Burton’s delivery of the jaundiced dialogue of world weary novelist and would-be murder victim, John Morlar 🗣️ strikes me each time I read this book, even in those moments that didn’t make it into the film.
The book is a very heavy-going read at times 😥, not just for Morlar’s grim view on life, but because it is divided by page breaks rather than by chapters, which make it seem longer than it is 📑. However, it bounces along in its climax.
It is a searing 1970s appraisal of mankind and what the future might hold in store for it. I suspect that the character of Morlar, in particular, may be as controversial now as he likely was when the book was published 📖, if not even more so.
It perhaps isn’t helpful that the novel’s intellectual “hero”, Scotland Yard Detective Inspector Francis Cherry 🕵️♂️🍒 often finds himself agreeing with Morlar’s views.
Meanwhile, Cherry 🍒 and Morlar (in flashbacks) play a mental chess game♟️with psychiatrist, Doctor Karl Zonfeld 👨⚕️, whose purpose is to gradually reveal Morlar’s true nature.
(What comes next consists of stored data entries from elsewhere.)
use chrono::{DateTime, Utc};
use serde::{Deserialize, Serialize};
use serde_json::{Map, Value};

use crate::ir::{Network, Service, Volume};

pub const ROOT_NODE_ID: &str = "docker-compose";
pub const LAYOUT_ENGINE: &str = "custom";
pub const LAYOUT_DIRECTION: &str = "LR";
pub const VIEWPORT_ZOOM: f64 = 0.8;

/// Free-form JSON bag used for properties and style overrides.
pub type StyleMap = Map<String, Value>;

#[derive(Debug, Clone, Copy, PartialEq, Eq, Hash, Serialize, Deserialize)]
#[serde(rename_all = "lowercase")]
pub enum NodeKind {
    #[serde(rename = "compose")]
    Root,
    Network,
    #[serde(rename = "services")]
    Service,
    Volume,
}

impl NodeKind {
    pub fn as_str(self) -> &'static str {
        match self {
            Self::Root => "compose",
            Self::Network => "network",
            Self::Service => "services",
            Self::Volume => "volume",
        }
    }

    /// Node id for an entity of this kind; ids are prefixed with the wire tag.
    pub fn node_id(self, name: &str) -> String {
        match self {
            Self::Root => ROOT_NODE_ID.to_string(),
            _ => format!("{}-{}", self.as_str(), name),
        }
    }
}

/// Relation an edge stands for. Not serialized; it only feeds edge ids.
#[derive(Debug, Clone, Copy, PartialEq, Eq, Hash)]
pub enum EdgeKind {
    RootNetwork,
    NetworkService,
    RootService,
    DependsOn,
    ServiceVolume,
    RootUnusedVolume,
}

impl EdgeKind {
    pub fn as_str(self) -> &'static str {
        match self {
            Self::RootNetwork => "compose-network",
            Self::NetworkService => "network-service",
            Self::RootService => "compose-service",
            Self::DependsOn => "depends",
            Self::ServiceVolume => "service-volume",
            Self::RootUnusedVolume => "compose-unused-volume",
        }
    }

    /// Stable id for an edge of this kind between two node ids.
    pub fn edge_id(self, source: &str, target: &str) -> String {
        format!("edge-{}:{}->{}", self.as_str(), source, target)
    }
}

#[derive(Debug, Clone, Copy, PartialEq, Default, Serialize, Deserialize)]
pub struct Position {
    pub x: f64,
    pub y: f64,
}

impl Position {
    pub fn from_grid(x: i64, y: i64) -> Self {
        Self {
            x: x as f64,
            y: y as f64,
        }
    }
}

#[derive(Debug, Clone, PartialEq, Serialize, Deserialize)]
pub struct NodeData {
    pub label: String,
    #[serde(rename = "type")]
    pub kind: NodeKind,
    #[serde(rename = "services", skip_serializing_if = "Option::is_none")]
    pub service: Option<Service>,
    #[serde(skip_serializing_if = "Option::is_none")]
    pub network: Option<Network>,
    #[serde(skip_serializing_if = "Option::is_none")]
    pub volume: Option<Volume>,
    #[serde(skip_serializing_if = "Option::is_none")]
    pub status: Option<String>,
    #[serde(skip_serializing_if = "Map::is_empty", default)]
    pub properties: StyleMap,
}

#[derive(Debug, Clone, PartialEq, Serialize, Deserialize)]
pub struct Node {
    pub id: String,
    #[serde(rename = "type")]
    pub kind: NodeKind,
    pub position: Position,
    pub data: NodeData,
    #[serde(skip_serializing_if = "Option::is_none")]
    pub width: Option<f64>,
    #[serde(skip_serializing_if = "Option::is_none")]
    pub height: Option<f64>,
    #[serde(skip_serializing_if = "Option::is_none")]
    pub style: Option<StyleMap>,
}

#[derive(Debug, Clone, PartialEq, Serialize, Deserialize)]
#[serde(rename_all = "camelCase")]
pub struct Edge {
    pub id: String,
    pub source: String,
    #[serde(skip_serializing_if = "Option::is_none")]
    pub source_handle: Option<String>,
    pub target: String,
    #[serde(skip_serializing_if = "Option::is_none")]
    pub target_handle: Option<String>,
    /// Connector drawing style: `step` or `smoothstep`.
    #[serde(rename = "type")]
    pub line_type: String,
    #[serde(skip_serializing_if = "std::ops::Not::not", default)]
    pub animated: bool,
    #[serde(skip_serializing_if = "Option::is_none")]
    pub style: Option<StyleMap>,
    #[serde(skip_serializing_if = "Option::is_none")]
    pub label: Option<String>,
    #[serde(skip_serializing_if = "Option::is_none")]
    pub network_name: Option<String>,
    #[serde(skip_serializing_if = "Option::is_none")]
    pub service_name: Option<String>,
    #[serde(skip_serializing_if = "Option::is_none")]
    pub label_style: Option<StyleMap>,
}

impl Edge {
    pub(crate) fn new(kind: EdgeKind, source: &str, target: &str, line_type: &str) -> Self {
        Self {
            id: kind.edge_id(source, target),
            source: source.to_string(),
            source_handle: None,
            target: target.to_string(),
            target_handle: None,
            line_type: line_type.to_string(),
            animated: false,
            style: None,
            label: None,
            network_name: None,
            service_name: None,
            label_style: None,
        }
    }
}

#[derive(Debug, Clone, Copy, PartialEq, Serialize, Deserialize)]
pub struct Viewport {
    pub x: f64,
    pub y: f64,
    pub zoom: f64,
}

/// Padded extent of a node set.
#[derive(Debug, Clone, Copy, PartialEq, Default)]
pub struct Bounds {
    pub min_x: f64,
    pub min_y: f64,
    pub max_x: f64,
    pub max_y: f64,
}

impl Bounds {
    pub fn width(&self) -> f64 {
        self.max_x - self.min_x
    }

    pub fn height(&self) -> f64 {
        self.max_y - self.min_y
    }
}

/// Laid-out project, ready for a node/edge diagram front end.
#[derive(Debug, Clone, PartialEq, Serialize, Deserialize)]
pub struct Graph {
    pub nodes: Vec<Node>,
    pub edges: Vec<Edge>,
    pub project: String,
    pub layout: String,
    pub direction: String,
    pub viewport: Viewport,
    pub created_at: DateTime<Utc>,
}

impl Graph {
    pub fn node(&self, id: &str) -> Option<&Node> {
        self.nodes.iter().find(|node| node.id == id)
    }

    pub fn edges_between<'a>(&'a self, source: &'a str, target: &'a str) -> impl Iterator<Item = &'a Edge> {
        self.edges
            .iter()
            .filter(move |edge| edge.source == source && edge.target == target)
    }
}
Fortunately, Cherry’s partner, Sergeant Tom Duff brings a lighter hearted perspective in a grim and sometimes overwhelming plot, but he purely provides temporary relief in a tale that focuses on catastrophe. 💥
Whilst I enjoy the film 🎥 more than the book, I would describe the book as: what if Colin Dexter’s Detective Chief Inspector Morse 🕵️♂️ was investigating the demonic disasters in The Omen Trilogy (1976-1981)? 😈 I think that aptly sums up the cultured “hero” (who is not your typical police detective) 🕵️♂️, the “villain” 🦹🏻♂️ and the scale of the events 💥 that have Morlar at their centre. If you like Morse 🕵️♂️ and/or The Omen films 😈, then go for it: you likely won’t be disappointed!